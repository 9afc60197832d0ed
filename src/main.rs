use std::path::PathBuf;

use anyhow::Context;
use clap::Parser;
use tracing_subscriber::EnvFilter;

use defuse::capture::{CaptureReader, CaptureWriter};
use defuse::defuser::Defuser;
use defuse::settings::Settings;

/// Repairs recorded camera streams where two JPEG frames were delivered
/// fused into one oversized buffer.
#[derive(Parser, Debug)]
#[command(version, about, long_about = None)]
struct Args {
    /// Capture file to repair (length-prefixed frame records)
    input: Option<PathBuf>,

    /// Where to write the repaired capture (default: INPUT with .fixed)
    #[arg(short, long)]
    output: Option<PathBuf>,

    /// TOML settings file overriding the built-in tuning
    #[arg(short, long, env = "DEFUSE_CONFIG")]
    config: Option<PathBuf>,

    /// Print the effective tuning as TOML and exit
    #[arg(long)]
    print_config: bool,

    /// Emit a frame still pending when the input ends instead of dropping it
    #[arg(long)]
    drain: bool,
}

fn main() -> anyhow::Result<()> {
    let env_filter =
        EnvFilter::try_from_default_env().unwrap_or_else(|_| EnvFilter::new("defuse=info"));
    tracing_subscriber::fmt()
        .with_env_filter(env_filter)
        .with_target(true)
        .init();

    let args = Args::parse();
    let settings = Settings::load(args.config.as_deref()).context("loading settings")?;

    if args.print_config {
        print!("{}", toml::to_string_pretty(&settings)?);
        return Ok(());
    }

    let input = args.input.context("INPUT is required")?;
    let raw = std::fs::read(&input).with_context(|| format!("reading {}", input.display()))?;
    let mut reader = CaptureReader::new(raw.into());

    let defuser = Defuser::new(settings.defuser);
    let mut writer = CaptureWriter::new();
    let mut frames_in = 0u64;
    let mut frames_out = 0u64;

    while let Some(frame) = reader
        .next_frame()
        .with_context(|| format!("reading record {frames_in}"))?
    {
        frames_in += 1;
        for out in defuser.process(frame)? {
            writer.push(&out);
            frames_out += 1;
        }
    }

    if args.drain {
        if let Some(frame) = defuser.flush() {
            writer.push(&frame);
            frames_out += 1;
        }
    }

    let out_path = args
        .output
        .unwrap_or_else(|| input.with_extension("fixed"));
    std::fs::write(&out_path, writer.into_bytes())
        .with_context(|| format!("writing {}", out_path.display()))?;

    tracing::info!(
        frames_in,
        frames_out,
        splits = frames_out.saturating_sub(frames_in),
        output = %out_path.display(),
        "capture repaired"
    );
    Ok(())
}
/// Holds the second half of a just-split fused frame until the next
/// processing step, so it can be emitted ahead of the next incoming frame.
#[derive(Debug)]
pub struct PendingSlot<F> {
    inner: Option<F>,
}

impl<F> PendingSlot<F> {
    pub fn new() -> Self {
        Self { inner: None }
    }

    /// Empties the slot and returns the occupant, if any.
    pub fn take(&mut self) -> Option<F> {
        self.inner.take()
    }

    /// Stores a frame, returning any displaced occupant. A `Some` return is
    /// a contract violation: the caller must have drained the slot earlier
    /// in the same step.
    #[must_use]
    pub fn store(&mut self, frame: F) -> Option<F> {
        self.inner.replace(frame)
    }
}

impl<F> Default for PendingSlot<F> {
    fn default() -> Self {
        Self::new()
    }
}
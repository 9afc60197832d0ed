pub mod capture;
pub mod defuser;
pub mod error;
pub mod estimator;
pub mod frame;
pub mod scanner;
pub mod settings;
pub mod slot;
pub mod splitter;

*Work instructions*. Could you return the complete set of entries exactly?

*Expected answer*.
repository 9afc60197832d0ed
filename src/main.rs
use std::path::PathBuf;

use anyhow::Context;
use clap::Parser;
use tracing_subscriber::EnvFilter;

use defuse::capture::{CaptureReader, CaptureWriter};
use defuse::defuser::Defuser;
use defuse::settings::Settings;

/// Repairs recorded camera streams where two JPEG frames were delivered
/// fused into one oversized buffer.
#[derive(Parser, Debug)]
#[command(version, about, long_about = None)]
struct Args {
    /// Capture file to repair (length-prefixed frame records)
    input: Option<PathBuf>,

    /// Where to write the repaired capture (default: INPUT with .fixed)
    #[arg(short, long)]
    output: Option<PathBuf>,

    /// TOML settings file overriding the built-in tuning
    #[arg(short, long, env = "DEFUSE_CONFIG")]
    config: Option<PathBuf>,

    /// Print the effective tuning as TOML and exit
    #[arg(long)]
    print_config: bool,

    /// Emit a frame still pending when the input ends instead of dropping it
    #[arg(long)]
    drain: bool,
}

fn main() -> anyhow::Result<()> {
    let env_filter =
        EnvFilter::try_from_default_env().unwrap_or_else(|_| EnvFilter::new("defuse=info"));
    tracing_subscriber::fmt()
        .with_env_filter(env_filter)
        .with_target(true)
        .init();

    let args = Args::parse();
    let settings = Settings::load(args.config.as_deref()).context("loading settings")?;

    if args.print_config {
        print!("{}", toml::to_string_pretty(&settings)?);
        return Ok(());
    }

    let input = args.input.context("INPUT is required")?;
    let raw = std::fs::read(&input).with_context(|| format!("reading {}", input.display()))?;
    let mut reader = CaptureReader::new(raw.into());

    let defuser = Defuser::new(settings.defuser);
    let mut writer = CaptureWriter::new();
    let mut frames_in = 0u64;
    let mut frames_out = 0u64;

    while let Some(frame) = reader
        .next_frame()
        .with_context(|| format!("reading record {frames_in}"))?
    {
        frames_in += 1;
        for out in defuser.process(frame)? {
            writer.push(&out);
            frames_out += 1;
        }
    }

    if args.drain {
        if let Some(frame) = defuser.flush() {
            writer.push(&frame);
            frames_out += 1;
        }
    }

    let out_path = args
        .output
        .unwrap_or_else(|| input.with_extension("fixed"));
    std::fs::write(&out_path, writer.into_bytes())
        .with_context(|| format!("writing {}", out_path.display()))?;

    tracing::info!(
        frames_in,
        frames_out,
        splits = frames_out.saturating_sub(frames_in),
        output = %out_path.display(),
        "capture repaired"
    );
    Ok(())
}
/// Holds the second half of a just-split fused frame until the next
/// processing step, so it can be emitted ahead of the next incoming frame.
#[derive(Debug)]
pub struct PendingSlot<F> {
    inner: Option<F>,
}

impl<F> PendingSlot<F> {
    pub fn new() -> Self {
        Self { inner: None }
    }

    /// Empties the slot and returns the occupant, if any.
    pub fn take(&mut self) -> Option<F> {
        self.inner.take()
    }

    /// Stores a frame, returning any displaced occupant. A `Some` return is
    /// a contract violation: the caller must have drained the slot earlier
    /// in the same step.
    #[must_use]
    pub fn store(&mut self, frame: F) -> Option<F> {
        self.inner.replace(frame)
    }
}

impl<F> Default for PendingSlot<F> {
    fn default() -> Self {
        Self::new()
    }
}
repository 9afc60197832d0ed
pub mod capture;
pub mod defuser;
pub mod error;
pub mod estimator;
pub mod frame;
pub mod scanner;
pub mod settings;
pub mod slot;
pub mod splitter;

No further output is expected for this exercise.